Mozambique: Italy-Africa Summit opened "a green light of opportunities"
Notícias (File photo)
The Mozambican National Resistance (Renamo) announced on Friday that it was unavailable for the parliamentary session scheduled for today, Monday 9 May, saying that notice was sent late and omitted any discussion of the public debt. The opposition party has proposed alternative dates.
A statement sent to Lusa says the Renamo parliamentary grouping considers the issues scheduled for the parliamentary session “irrelevant” in the face of what it says is their main concern, which is “the clarification of the public debt”. The opposition party has proposed alternative dates.
According to the main opposition party, the parliamentary session scheduled for May 23 was brought forward two weeks with inadequate notice, “undermining the pre-programmed and running agendas of the benches and the members of this body”.
In face to what it considers to be a “financial and economic darkness into which the country is plunged”, Renamo proposes a parliamentary session for 13 to 16 May focusing on the issue of debt, besides what was proposed by the permanent commission.
Although the statement does not mention the issue scheduled for today’s session, opposition party spokesman deputy Antonio Muchanga said that it is a visit by head of state Filipe Nyusi to China.

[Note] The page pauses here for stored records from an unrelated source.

//! Quantized test vectors and their selection from a float test set

use rand::seq::index;
use rand::Rng;

use mnistq_fixed_point::{quantize_input, Tensor8};

use crate::error::{ModelError, Result};
use crate::float::FloatTestSet;

/// One quantized image and its expected class
#[derive(Debug, Clone, PartialEq, Eq)]
pub struct TestVector {
    pub image: Tensor8,
    pub label: u8,
}

impl TestVector {
    pub fn new(image: Tensor8, label: u8) -> Self {
        Self { image, label }
    }

    /// Quantize a normalized float image with the fixed input scale
    pub fn from_float(pixels: &[f32], label: u8) -> Self {
        Self {
            image: quantize_input(pixels),
            label,
        }
    }
}

/// Pick `n` distinct indices out of `0..total`, in the order drawn.
///
/// The generator is supplied by the caller so selections are reproducible
/// without any global seed.
pub fn select_indices<R: Rng + ?Sized>(rng: &mut R, total: usize, n: usize) -> Result<Vec<usize>> {
    if n > total {
        return Err(ModelError::TestSet(format!(
            "cannot select {} images from a set of {}",
            n, total
        )));
    }
    Ok(index::sample(rng, total, n).into_vec())
}

/// Quantize the images at `indices`, keeping their order
pub fn quantize_selection(set: &FloatTestSet, indices: &[usize]) -> Result<Vec<TestVector>> {
    indices
        .iter()
        .map(|&i| {
            let image = set.images.get(i).ok_or_else(|| {
                ModelError::TestSet(format!("index {} out of range for {} images", i, set.len()))
            })?;
            let label = *set.labels.get(i).ok_or_else(|| {
                ModelError::TestSet(format!("index {} has no label", i))
            })?;
            Ok(TestVector::from_float(image, label))
        })
        .collect()
}
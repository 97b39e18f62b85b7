//! Scoped reads and writes of whole artifact files
//!
//! Each call opens, fully reads or writes, and closes its file before
//! returning. Decode errors name the file path.

use std::fs;
use std::path::Path;

use mnistq_fixed_point::{ScaleFactor, Shape, Tensor8};

use crate::codec::{
    decode_images, decode_labels, decode_scales, decode_tensor, encode_bytes,
    encode_labels, encode_scales,
};
use crate::error::{HexError, Result};

fn read_text(path: &Path) -> Result<String> {
    fs::read_to_string(path).map_err(|source| HexError::Io {
        path: path.to_path_buf(),
        source,
    })
}

fn write_text(path: &Path, text: &str) -> Result<()> {
    fs::write(path, text).map_err(|source| HexError::Io {
        path: path.to_path_buf(),
        source,
    })
}

fn source_name(path: &Path) -> String {
    path.display().to_string()
}

/// Write signed bytes as hex lines
pub fn write_bytes(path: &Path, values: &[i8]) -> Result<()> {
    tracing::debug!(path = %path.display(), lines = values.len(), "Writing hex file");
    write_text(path, &encode_bytes(values))
}

/// Read a hex file holding a tensor of the given shape
pub fn read_tensor(path: &Path, shape: Shape) -> Result<Tensor8> {
    let text = read_text(path)?;
    let tensor = decode_tensor(&text, &source_name(path), shape)?;
    tracing::debug!(path = %path.display(), %shape, "Read tensor");
    Ok(tensor)
}

/// Read a hex file of concatenated images
pub fn read_images(path: &Path, pixels_per_image: usize) -> Result<Vec<Tensor8>> {
    let text = read_text(path)?;
    decode_images(&text, &source_name(path), pixels_per_image)
}

/// Write decimal labels
pub fn write_labels(path: &Path, labels: &[u8]) -> Result<()> {
    tracing::debug!(path = %path.display(), lines = labels.len(), "Writing labels");
    write_text(path, &encode_labels(labels))
}

/// Read decimal labels, each below `num_classes`
pub fn read_labels(path: &Path, num_classes: usize) -> Result<Vec<u8>> {
    let text = read_text(path)?;
    decode_labels(&text, &source_name(path), num_classes)
}

/// Write a `key: value` scale table
pub fn write_scales(path: &Path, scales: &[(&str, ScaleFactor)]) -> Result<()> {
    write_text(path, &encode_scales(scales))
}

/// Read a scale table with exactly `keys`, in order
pub fn read_scales(path: &Path, keys: &[&str]) -> Result<Vec<ScaleFactor>> {
    let text = read_text(path)?;
    decode_scales(&text, &source_name(path), keys)
}

#[cfg(test)]
mod tests {
    use super::*;

    #[test]
    fn test_tensor_file_round_trip() {
        let dir = tempfile::tempdir().unwrap();
        let path = dir.path().join("w.hex");
        let tensor = Tensor8::matrix(vec![-128, -1, 0, 1, 127, 42], 3, 2).unwrap();

        write_bytes(&path, tensor.as_slice()).unwrap();
        let text = std::fs::read_to_string(&path).unwrap();
        assert_eq!(text, "80\nff\n00\n01\n7f\n2a\n");

        let back = read_tensor(&path, tensor.shape()).unwrap();
        assert_eq!(back, tensor);
    }

    #[test]
    fn test_missing_file_is_io_error() {
        let dir = tempfile::tempdir().unwrap();
        let err = read_tensor(&dir.path().join("absent.hex"), Shape::Vector(1)).unwrap_err();
        assert!(matches!(err, HexError::Io { .. }));
    }

    #[test]
    fn test_format_error_names_file() {
        let dir = tempfile::tempdir().unwrap();
        let path = dir.path().join("b1.hex");
        std::fs::write(&path, "00\nabc\n").unwrap();

        let err = read_tensor(&path, Shape::Vector(2)).unwrap_err();
        match err {
            HexError::Format { source_name, line, .. } => {
                assert!(source_name.ends_with("b1.hex"));
                assert_eq!(line, 2);
            }
            other => panic!("unexpected error: {other}"),
        }
    }
}
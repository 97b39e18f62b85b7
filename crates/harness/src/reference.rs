//! Float reference evaluation
//!
//! Accuracy of the unquantized model, measured on the same images the
//! fixed-point engine is validated on, so a large gap between the two
//! points at a quantization or datapath bug.

use mnistq_model::{FloatModel, FloatTestSet};

use crate::error::{HarnessError, Result};

/// Float accuracy over the whole test set
pub fn float_accuracy(model: &FloatModel, set: &FloatTestSet) -> Result<f64> {
    let indices: Vec<usize> = (0..set.len()).collect();
    float_accuracy_on(model, set, &indices)
}

/// Float accuracy over the images at `indices`; 0.0 when `indices` is empty
pub fn float_accuracy_on(model: &FloatModel, set: &FloatTestSet, indices: &[usize]) -> Result<f64> {
    set.validate(&model.config())?;
    if indices.is_empty() {
        return Ok(0.0);
    }

    let mut correct = 0usize;
    for &i in indices {
        let image = set.images.get(i).ok_or_else(|| {
            HarnessError::InvalidInput(format!("index {} out of range for {} images", i, set.len()))
        })?;
        if model.predict(image) == set.labels[i] as usize {
            correct += 1;
        }
    }
    Ok(correct as f64 / indices.len() as f64)
}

On 27 April, Renamo in parliament demanded an urgent debate on the revelations of debts contracted outside public accounts, and for the authors of these debts to be held “exemplarily accountable”.
Saying that “the people were swindled,” the parliamentary leader of Renamo, Ivone Soares, said at a press conference on Friday that her party had filed its fourth request in less than a month for the scheduling of a debate on public debt, all the others having been rejected by the Mozambique Liberation Front (Frelimo) majority party.
The Mozambican government has acknowledged the existence of debts of US$1.4 billion (EUR1.25 billion) deliberately kept off the public accounts, which it has justified on security grounds as being connected with strategic infrastructure.
The revelation of the government-guaranteed loans caused the International Monetary Fund to suspend the second installment of a loan to Mozambique and cancel a visit to Maputo.
The G14 group of state budget donors also suspended its payments, as confirmed last week the Portuguese president, Marcelo Rebelo de Sousa, during his state visit to Mozambique.
Several Mozambican government and Frelimo sources have voiced the intention of the executive to provide information to parliament soon.